Monday, September 14, 2020

Between 30 and 50 Percent of West Virginia Schools Lack Internet Access

Fascinating. Kinda sad, but fascinating.

Not sure if the figures include private schools, but either way, it's unreal.

At WSJ, "Remote Schooling Out of Reach for Many Students in West Virginia Without Internet":
HARTS, W.Va.—Just before 9 a.m., Hollee Blair sat in her boyfriend’s Toyota Tacoma in the parking lot of Chapmanville Regional High School and waited for attendance to be taken.

With no broadband internet at home, Ms. Blair, a 17-year-old honors student who plans to study nursing after high school, used her boyfriend’s iPhone to connect to the school’s Wi-Fi for an hour-long orientation over Zoom.

“I’ll do whatever it takes to keep up,” said Ms. Blair, shielding her eyes so she could see the phone’s screen. “If it means doing this every day, I’ll do it. It’s worth it.”

Much of southern West Virginia had already been struggling with a drug epidemic and persistent poverty before the coronavirus pandemic took hold here. Now, as students return to school online, the region is coming up against another longstanding challenge: a lack of broadband internet access.

Nationwide, about 21 million people lack access to broadband, according to the Federal Communications Commission. When people with slow or unreliable internet connections are included, the number swells to 157 million, nearly half the U.S. population, according to a study by Microsoft Corp.

Providing service in sparsely populated areas is typically more costly and less profitable than in suburbs and cities. In Appalachia, the terrain has made it difficult to install and maintain the infrastructure necessary for broadband.

In West Virginia, between 30% and 50% of K-12 students don’t have internet access at home, according to the state Department of Education. By the start of school on Tuesday, the state had set up nearly 850 Wi-Fi hot spots at schools, libraries, National Guard armories and state parks for students.

So far, nine of West Virginia’s 55 counties, including Logan County, where Ms. Blair lives, are teaching all classes remotely after spikes in Covid-19 cases pushed them above a threshold for new daily cases set by the state.

But in the state’s other 46 counties, many students will still need to connect online as some districts choose a blended model that mixes in-person and remote classes. Counties may also be required to halt in-person classes if case levels rise too high.

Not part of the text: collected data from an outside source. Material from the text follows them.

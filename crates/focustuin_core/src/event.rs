//! Typed session notifications and the in-process bus that fans them out.
//!
//! Every listener gets its own receiver; there is no ordering guarantee
//! between listeners, only within one receiver.

use crate::types::{ScreenPercent, SmoothedPosition, Viewport};
use serde::{Deserialize, Serialize};
use tokio::sync::broadcast;

/// Payload of a focus-entered / focus-exited notification.
#[derive(Debug, Clone, Copy, PartialEq, Serialize)]
pub struct FocusTransition {
    pub focused: bool,
    pub position: SmoothedPosition,
    /// Distance from screen center in pixels.
    pub distance: f64,
    /// `max(0, 1 - distance / reference radius)`.
    pub accuracy: f64,
    pub timestamp: u64,
}

/// The five thematic popup families.
#[derive(Debug, Clone, Copy, PartialEq, Eq, Hash, Serialize, Deserialize)]
#[serde(rename_all = "snake_case")]
pub enum PopupCategory {
    AttentionHarvesting,
    SystemNotice,
    FalseWarning,
    CognitiveDebt,
    PseudoControl,
}

impl PopupCategory {
    pub const ALL: [PopupCategory; 5] = [
        PopupCategory::AttentionHarvesting,
        PopupCategory::SystemNotice,
        PopupCategory::FalseWarning,
        PopupCategory::CognitiveDebt,
        PopupCategory::PseudoControl,
    ];

    /// Whether the rendered popup reacts to clicks.
    pub fn is_clickable(&self) -> bool {
        matches!(
            self,
            PopupCategory::AttentionHarvesting | PopupCategory::PseudoControl
        )
    }
}

/// A popup the rendering layer should show.
#[derive(Debug, Clone, PartialEq, Serialize)]
pub struct PopupNotice {
    pub id: u64,
    pub category: PopupCategory,
    pub screen_position_percent: ScreenPercent,
    pub lifetime_ms: u64,
    pub title: String,
    pub body: String,
}

#[derive(Debug, Clone, PartialEq, Serialize)]
#[serde(tag = "event", rename_all = "snake_case")]
pub enum SessionEvent {
    /// Continuous, high-frequency gaze cursor feed.
    PositionUpdated {
        position: SmoothedPosition,
        confidence: f64,
        timestamp: u64,
    },
    FocusEntered(FocusTransition),
    FocusExited(FocusTransition),
    LifeLost {
        remaining_lives: u32,
    },
    UserDead {
        total_focus_ms: u64,
    },
    PopupFired(PopupNotice),
    PopupDismissed {
        id: u64,
    },
    Escalation {
        difficulty: f64,
        attention_debt: u32,
    },
    OverwhelmChanged {
        overwhelmed: bool,
    },
    FocusTimeUpdate {
        total_focus_ms: u64,
        current_streak_ms: u64,
    },
    SurveillanceUpdate {
        difficulty: f64,
        focus_seconds: f64,
        cognitive_harvest: f64,
    },
    ViewportResized {
        viewport: Viewport,
    },
    SessionRestarted,
    SessionStopped,
}

impl SessionEvent {
    /// Short stable name, used for log lines and filtering.
    pub fn name(&self) -> &'static str {
        match self {
            SessionEvent::PositionUpdated { .. } => "position_updated",
            SessionEvent::FocusEntered(_) => "focus_entered",
            SessionEvent::FocusExited(_) => "focus_exited",
            SessionEvent::LifeLost { .. } => "life_lost",
            SessionEvent::UserDead { .. } => "user_dead",
            SessionEvent::PopupFired(_) => "popup_fired",
            SessionEvent::PopupDismissed { .. } => "popup_dismissed",
            SessionEvent::Escalation { .. } => "escalation",
            SessionEvent::OverwhelmChanged { .. } => "overwhelm_changed",
            SessionEvent::FocusTimeUpdate { .. } => "focus_time_update",
            SessionEvent::SurveillanceUpdate { .. } => "surveillance_update",
            SessionEvent::ViewportResized { .. } => "viewport_resized",
            SessionEvent::SessionRestarted => "session_restarted",
            SessionEvent::SessionStopped => "session_stopped",
        }
    }
}

/// Default number of events a slow listener may lag behind before it
/// starts missing the oldest ones.
pub const DEFAULT_BUS_CAPACITY: usize = 1024;

/// Multi-listener event bus.
#[derive(Debug, Clone)]
pub struct EventBus {
    tx: broadcast::Sender<SessionEvent>,
}

impl Default for EventBus {
    fn default() -> Self {
        Self::new(DEFAULT_BUS_CAPACITY)
    }
}

impl EventBus {
    pub fn new(capacity: usize) -> Self {
        let (tx, _) = broadcast::channel(capacity.max(1));
        Self { tx }
    }

    /// Publish to every current listener. Having no listeners is not an error.
    pub fn publish(&self, event: SessionEvent) {
        tracing::trace!("event: {}", event.name());
        let _ = self.tx.send(event);
    }

    pub fn subscribe(&self) -> broadcast::Receiver<SessionEvent> {
        self.tx.subscribe()
    }

    pub fn listener_count(&self) -> usize {
        self.tx.receiver_count()
    }
}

Logan County has had 536 cases of Covid-19 and 36 related deaths.

This week, Gov. Jim Justice lifted a $50 million cap on how much the state can receive from a fund created by the FCC to bring high-speed broadband to rural areas. But it isn’t clear how much the state will ultimately receive and how long it will take providers to connect homes.

“You’ve just got to step up and meet this challenge,” the governor said.

Meanwhile, Sen. Joe Manchin of West Virginia, a Democrat, is seeking federal funding to set up broadband hot spots across the country to aid remote learning during the pandemic.

“This is a short-term fix to a long-term problem, but until we treat access to broadband like the need for electricity was treated in the 1930s, our students will fall behind,” he said.

In Logan County, which is blanketed by rugged mountains, nearly a quarter of residents live below the federal poverty line, according to census data. At Logan High School, the hallways and classrooms are empty, and teachers are troubleshooting tech problems as they begin broadcasting their classes to students from laptops.

Jennifer Stillwell, a history teacher, said some poorer students won’t have transportation to get to a hot spot. She is giving students the option to use a photo of themselves rather than live video, in case they don’t feel comfortable having their home appear on screen.

She was encouraged that after three days of classes, she had been unable to reach only five students who may lack internet out of 105 on her roster.

On Thursday, her AP history class got off to a smooth start, with 16 students logging in. “Let’s see if we can chat,” she said brightly, as she introduced herself from her neat classroom.

The Logan County school district is using a $375,000 grant from the state to get students connected. Patricia Lucas, the district’s superintendent, said as many 40% of K-12 students in the county might not have internet at home...
Still more.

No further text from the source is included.